On Sun, Jul 22, 2012 at 6:27 AM, Bruno Marchal <marc...@ulb.ac.be>
wrote:
> The fact that consciousness and free will can be justified or
explained, in some way, in a deterministic framework, does not make
those concepts referring to something unreal.
True. Unicorns and Harry Potter are unreal but the words refer to
something, just something that does not happen to exist; but "free
will" refers to nothing. Fiction is not gibberish, but free will is,
it would need to become much more substantial before it could rise to
the level of myth.
Again you talk about incompatibilistr free will, which I agree is or
can be gibberish. You just evade the definition of free will that I
gave to you, and I don't insist on the "free" prefix which I take as an
emphasis only.
> It does not elevate the "incompatibilist" notion of free will above
gibberish, but this we already agreed on. It just define free will
for the compatibilist, and I don't see why you believe that this is
gibberish (as opposed to incompatibilist free will).
Is it really true that you don't see this? And I don't give a damn if
its "compatibilist" or "incompatibilist" (whatever the hell that
means),
Those are the standard terms used in the literature.
we have been debating this for months and in all that time you have
not provided one clear example of something that neither did nor did
not happen for a reason, and yet you ask me to believe you're puzzled
why I don't accept all your verbiage about the "free will" noise.
Everything happens for a reason. Again, I have to insist that I defend
a notion of compatibilist free will. The fact that someone can
determine in advance what I will do does NOT entails that I am not
doing it with my own (free) will, for I have no access to the reason of
such act. We are again in a pure vocabulary discussion, evanding the
notion.
You do the same mistake than the one again the term "theology": you
limit the sense of the notion to the sense given in some theory,
instead of searching definition and theories which makes sense of those
concept. This is called reductionist thinking, and if you apply it in
the comp theory, once you get it, such reductionism entails that
everything is gibberish, except 0, s(0), s(s(0)), ....
I find your lack of understanding incomprehensible, and that word has
a meaning.
Nobody understood your "point" making you stop in UDA-step-3, and why
you don't tackle step 4.
But everybody can understand the notion of compatibilist free will, as
I define it. Such conception is not mine, and similar versions exist in
the literature.
> you are too quick to sum up the definition of free will by "we don't
know what we don't know", for, as you admit yourself, the absence of
knowledge, in this setting, is a consequence of Turing-like form of
indeterminacy, which is not tautological, and that was my point that I
share with Popper and Good.
Obviously we don't know what the result of a calculation will be until
we finish the calculation,
Certainly not "for all" computations, of course.
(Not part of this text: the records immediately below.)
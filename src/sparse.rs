// Copyright 2026. The capmap developers
//
// Licensed under the Apache License, Version 2.0, <LICENSE-APACHE or
// http://apache.org/licenses/LICENSE-2.0> or the MIT license <LICENSE-MIT or
// http://opensource.org/licenses/MIT>, at your option. This file may not be
// copied, modified, or distributed except according to those terms.

use core::fmt;
use std::collections::BTreeMap;

use crate::range::Range;

/// Zero or more non-empty, non-overlapping, non-adjacent ranges, sorted by
/// address.
///
/// Combining or removing ranges automatically merges or splits parts as
/// required. This is used for set-like operations on address spaces, for
/// example to decide what is left to scan.
///
/// Parts are stored keyed by their *last* address. Because parts are
/// disjoint and non-adjacent, ordering by `last` equals ordering by `base`,
/// and a single ordered look-up finds the unique part that might overlap
/// or abut a query.
#[derive(Clone, Default, Eq, PartialEq)]
pub struct SparseRange {
    /// `last -> base` for every part.
    parts: BTreeMap<u64, u64>,
}

impl SparseRange {
    pub fn new() -> Self {
        Self::default()
    }

    pub fn is_empty(&self) -> bool {
        self.parts.is_empty()
    }

    /// Returns `true` if the set is exactly one contiguous range.
    pub fn is_contiguous(&self) -> bool {
        self.parts.len() == 1
    }

    /// The number of disjoint parts.
    pub fn part_count(&self) -> usize {
        self.parts.len()
    }

    /// The parts, in ascending address order.
    pub fn parts(&self) -> impl Iterator<Item = Range> + '_ {
        self.parts
            .iter()
            .map(|(&last, &base)| Range::from_base_last(base, last))
    }

    /// Add `range` to the set, merging it with any parts it overlaps or
    /// abuts.
    pub fn combine(&mut self, mut range: Range) {
        if range.is_empty() {
            return;
        }

        // Only parts ending at or after `range.base - 1` can overlap or
        // abut `range`; they are contiguous in part order, so absorb them
        // in one forward walk. Absorbing can only grow `range` rightwards
        // past parts we are about to visit, or leftwards into the gap the
        // look-up already skipped.
        let from = range.base().saturating_sub(1);
        let mut absorbed = Vec::new();
        for (&last, &base) in self.parts.range(from..) {
            if !range.try_combine(Range::from_base_last(base, last)) {
                break;
            }
            absorbed.push(last);
        }

        for last in absorbed {
            self.parts.remove(&last);
        }
        self.parts.insert(range.last(), range.base());
    }

    /// Remove every address of `range` from the set, splitting parts that
    /// straddle its ends.
    pub fn remove(&mut self, range: Range) {
        if range.is_empty() || self.parts.is_empty() {
            return;
        }

        // Parts overlapping `range` end at or after its base and begin at
        // or before its last; they are contiguous in part order.
        let mut low = Range::empty();
        let mut high = Range::empty();
        let mut doomed = Vec::new();
        for (&last, &base) in self.parts.range(range.base()..) {
            if base > range.last() {
                break;
            }
            doomed.push(last);
            if base < range.base() {
                low = Range::from_base_last(base, range.base() - 1);
            }
            if last > range.last() {
                high = Range::from_base_last(range.last() + 1, last);
            }
        }

        for last in doomed {
            self.parts.remove(&last);
        }
        if !low.is_empty() {
            self.parts.insert(low.last(), low.base());
        }
        if !high.is_empty() {
            self.parts.insert(high.last(), high.base());
        }
    }

    /// Combine every part of `other` into the set.
    pub fn combine_sparse(&mut self, other: &SparseRange) {
        for part in other.parts() {
            self.combine(part);
        }
    }

    /// Remove every part of `other` from the set.
    pub fn remove_sparse(&mut self, other: &SparseRange) {
        for part in other.parts() {
            self.remove(part);
        }
    }

    /// Returns `true` if any part overlaps `range`.
    pub fn overlaps(&self, range: Range) -> bool {
        if range.is_empty() {
            return false;
        }
        // The only candidate is the first part ending at or after
        // `range.base`; every later part begins even further right.
        match self.parts.range(range.base()..).next() {
            Some((_, &base)) => base <= range.last(),
            None => false,
        }
    }

    /// Returns `true` if a single part includes all of `range`.
    pub fn includes(&self, range: Range) -> bool {
        if range.is_empty() {
            return false;
        }
        // If `range` is included it is by exactly one part, which must be
        // the first to end at or after `range.last`.
        match self.parts.range(range.last()..).next() {
            Some((_, &base)) => base <= range.base(),
            None => false,
        }
    }

    /// Returns `true` if `addr` is in the set.
    pub fn includes_addr(&self, addr: u64) -> bool {
        self.includes(Range::from_base_last(addr, addr))
    }

    /// Returns `true` if every part of `other` is included.
    pub fn includes_sparse(&self, other: &SparseRange) -> bool {
        other.parts().all(|part| self.includes(part))
    }
}

impl From<Range> for SparseRange {
    fn from(range: Range) -> Self {
        let mut sr = Self::new();
        sr.combine(range);
        sr
    }
}

impl fmt::Debug for SparseRange {
    fn fmt(&self, f: &mut fmt::Formatter<'_>) -> fmt::Result {
        f.debug_set().entries(self.parts()).finish()
    }
}

#[cfg(test)]
mod tests {
    use super::*;

    fn parts_of(sr: &SparseRange) -> Vec<Range> {
        sr.parts().collect()
    }

    /// Combine `n` into `{l, h}` and check the resulting part count.
    ///
    /// This is the geometry table for a new range landing before, between,
    /// and after two existing parts, at every contact class.
    fn combine_lh_expect(n: Range, expected_parts: usize) {
        let l = Range::from_base_last(100, 199);
        let h = Range::from_base_last(300, 399);
        let mut sr = SparseRange::new();
        sr.combine(l);
        sr.combine(h);

        sr.combine(n);
        assert!(sr.includes(l), "lost l combining {n:?}");
        assert!(sr.includes(h), "lost h combining {n:?}");
        assert!(sr.includes(n), "lost n combining {n:?}");
        assert_eq!(sr.part_count(), expected_parts, "combining {n:?}");
    }

    #[test]
    fn single_range() {
        for r in [
            Range::from_base_last(42, 420),
            Range::full_64bit(),
            Range::from_base_last(0, 0),
            Range::from_base_last(u64::MAX, u64::MAX),
        ] {
            let sr = SparseRange::from(r);
            assert!(sr.overlaps(r));
            assert!(sr.includes(r));
            assert!(sr.is_contiguous());
            assert_eq!(parts_of(&sr), vec![r]);
        }
    }

    #[test]
    fn empty_set() {
        let sr = SparseRange::new();
        assert!(!sr.overlaps(Range::from_base_last(0, 0)));
        assert!(!sr.includes(Range::from_base_last(0, 0)));
        assert!(sr.is_empty());
    }

    #[test]
    fn combine_empty_range() {
        let mut sr = SparseRange::new();
        sr.combine(Range::empty());
        assert!(sr.is_empty());

        let r = Range::from_base_last(42, 420);
        sr.combine(r);
        assert_eq!(sr, SparseRange::from(r));
        sr.combine(Range::empty());
        assert_eq!(sr, SparseRange::from(r));
    }

    #[test]
    fn combine_disjoint() {
        let a = Range::from_base_last(42, 420);
        let b = Range::from_base_last(4200, 42000);
        let mut sr = SparseRange::from(a);
        sr.combine(b);

        assert!(sr.includes(a));
        assert!(sr.includes(b));
        assert!(sr.overlaps(Range::from_base_last(420, 421)));
        assert!(sr.overlaps(Range::from_base_last(4199, 4200)));
        assert!(!sr.overlaps(Range::from_base_last(421, 4199)));
        assert!(!sr.includes(Range::from_base_last(420, 421)));
        assert!(!sr.includes(Range::from_base_last(4199, 4200)));
        assert_eq!(sr.part_count(), 2);
    }

    #[test]
    fn combine_overlapping_either_order() {
        let l = Range::from_base_last(10, 50);
        let h = Range::from_base_last(42, 420);

        let mut lh = SparseRange::from(l);
        lh.combine(h);
        let mut hl = SparseRange::from(h);
        hl.combine(l);

        for sr in [&lh, &hl] {
            assert!(sr.includes(l));
            assert!(sr.includes(h));
            assert!(sr.is_contiguous());
        }
        assert_eq!(lh, hl);
    }

    // New range entirely before both parts.
    #[test]
    fn combine_before_disjoint() {
        combine_lh_expect(Range::from_base_last(42, 98), 3);
    }

    #[test]
    fn combine_before_adjacent() {
        combine_lh_expect(Range::from_base_last(42, 99), 2);
    }

    #[test]
    fn combine_before_overlap() {
        combine_lh_expect(Range::from_base_last(42, 100), 2);
    }

    #[test]
    fn combine_before_extend() {
        combine_lh_expect(Range::from_base_last(42, 199), 2);
    }

    #[test]
    fn combine_before_replace() {
        combine_lh_expect(Range::from_base_last(42, 249), 2);
    }

    // New range in the gap between the parts.
    #[test]
    fn combine_between_disjoint() {
        combine_lh_expect(Range::from_base_last(201, 298), 3);
    }

    #[test]
    fn combine_between_adjacent_low() {
        combine_lh_expect(Range::from_base_last(200, 298), 2);
    }

    #[test]
    fn combine_between_overlap_low() {
        combine_lh_expect(Range::from_base_last(199, 298), 2);
    }

    #[test]
    fn combine_between_extend_low() {
        combine_lh_expect(Range::from_base_last(100, 298), 2);
    }

    #[test]
    fn combine_between_replace_low() {
        combine_lh_expect(Range::from_base_last(42, 298), 2);
    }

    #[test]
    fn combine_between_adjacent_high() {
        combine_lh_expect(Range::from_base_last(201, 299), 2);
    }

    #[test]
    fn combine_between_overlap_high() {
        combine_lh_expect(Range::from_base_last(201, 300), 2);
    }

    #[test]
    fn combine_between_extend_high() {
        combine_lh_expect(Range::from_base_last(201, 399), 2);
    }

    #[test]
    fn combine_between_replace_high() {
        combine_lh_expect(Range::from_base_last(201, 420), 2);
    }

    // New range bridging both parts.
    #[test]
    fn combine_fill_adjacent() {
        combine_lh_expect(Range::from_base_last(200, 299), 1);
    }

    #[test]
    fn combine_fill_overlap() {
        combine_lh_expect(Range::from_base_last(142, 342), 1);
    }

    #[test]
    fn combine_fill_exact() {
        combine_lh_expect(Range::from_base_last(100, 399), 1);
    }

    #[test]
    fn combine_fill_super() {
        combine_lh_expect(Range::from_base_last(42, 420), 1);
    }

    // New range after both parts.
    #[test]
    fn combine_after_disjoint() {
        combine_lh_expect(Range::from_base_last(401, 420), 3);
    }

    #[test]
    fn combine_after_adjacent() {
        combine_lh_expect(Range::from_base_last(400, 420), 2);
    }

    #[test]
    fn combine_after_overlap() {
        combine_lh_expect(Range::from_base_last(399, 420), 2);
    }

    #[test]
    fn combine_after_extend() {
        combine_lh_expect(Range::from_base_last(300, 420), 2);
    }

    #[test]
    fn combine_after_replace() {
        combine_lh_expect(Range::from_base_last(242, 420), 2);
    }

    #[test]
    fn remove_splits_straddled_part() {
        let mut sr = SparseRange::from(Range::from_base_last(100, 399));
        sr.remove(Range::from_base_last(200, 299));
        assert_eq!(
            parts_of(&sr),
            vec![
                Range::from_base_last(100, 199),
                Range::from_base_last(300, 399)
            ]
        );
    }

    #[test]
    fn remove_spanning_several_parts() {
        let mut sr = SparseRange::new();
        sr.combine(Range::from_base_last(0, 9));
        sr.combine(Range::from_base_last(20, 29));
        sr.combine(Range::from_base_last(40, 49));
        sr.remove(Range::from_base_last(5, 44));
        assert_eq!(
            parts_of(&sr),
            vec![Range::from_base_last(0, 4), Range::from_base_last(45, 49)]
        );
    }

    #[test]
    fn remove_misses() {
        let mut sr = SparseRange::from(Range::from_base_last(100, 199));
        sr.remove(Range::from_base_last(0, 99));
        sr.remove(Range::from_base_last(200, 300));
        sr.remove(Range::empty());
        assert_eq!(parts_of(&sr), vec![Range::from_base_last(100, 199)]);
    }

    #[test]
    fn remove_everything() {
        let mut sr = SparseRange::new();
        sr.combine(Range::from_base_last(100, 199));
        sr.combine(Range::from_base_last(300, 399));
        sr.remove(Range::full_64bit());
        assert!(sr.is_empty());
    }

    #[test]
    fn combine_then_includes_then_remove() {
        let r = Range::from_base_last(1234, 123456);
        let mut sr = SparseRange::new();
        sr.combine(Range::from_base_last(0, 10_000));
        sr.combine(r);
        assert!(sr.includes(r));
        sr.remove(r);
        assert!(!sr.overlaps(r));
    }

    #[test]
    fn sparse_arguments() {
        let mut a = SparseRange::new();
        a.combine(Range::from_base_last(0, 9));
        a.combine(Range::from_base_last(20, 29));

        let mut b = SparseRange::from(Range::from_base_last(5, 24));
        b.combine_sparse(&a);
        assert_eq!(parts_of(&b), vec![Range::from_base_last(0, 29)]);
        assert!(b.includes_sparse(&a));

        b.remove_sparse(&a);
        assert_eq!(parts_of(&b), vec![Range::from_base_last(10, 19)]);
        assert!(!b.includes_sparse(&a));
    }

    #[test]
    fn extremes() {
        let mut sr = SparseRange::from(Range::full_64bit());
        assert!(sr.includes_addr(0));
        assert!(sr.includes_addr(u64::MAX));

        sr.remove(Range::from_base_last(1, u64::MAX - 1));
        assert_eq!(
            parts_of(&sr),
            vec![
                Range::from_base_last(0, 0),
                Range::from_base_last(u64::MAX, u64::MAX)
            ]
        );

        sr.combine(Range::from_base_last(1, u64::MAX - 1));
        assert_eq!(parts_of(&sr), vec![Range::full_64bit()]);
    }
}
and thanks to Turing we've known for 75 years that in general there is
no way to know if the calculation will ever even be finished, so for
both reasons we have a feeling of uncertainty about what we will do
next, a feeling that the unpredictable external environment only
emphasizes. So regarding the "free will" noise, can you think of one
thing that Popper or Good or any other philosopher has added to this
that was worth more than a bucket of warm spit?
From this and Good's definition, we (Me, Pooper) can show that free
will and thus consciousness has an important role: the role of speeding
up the computation in the environment. In some paper Good will even
(re)define free will by that machine's speeding up ability. This can be
used to explain the role of consciousness in the Darwinian context.
This is recovered through the use of the modal logics of machine's
self-reference and their modal variants.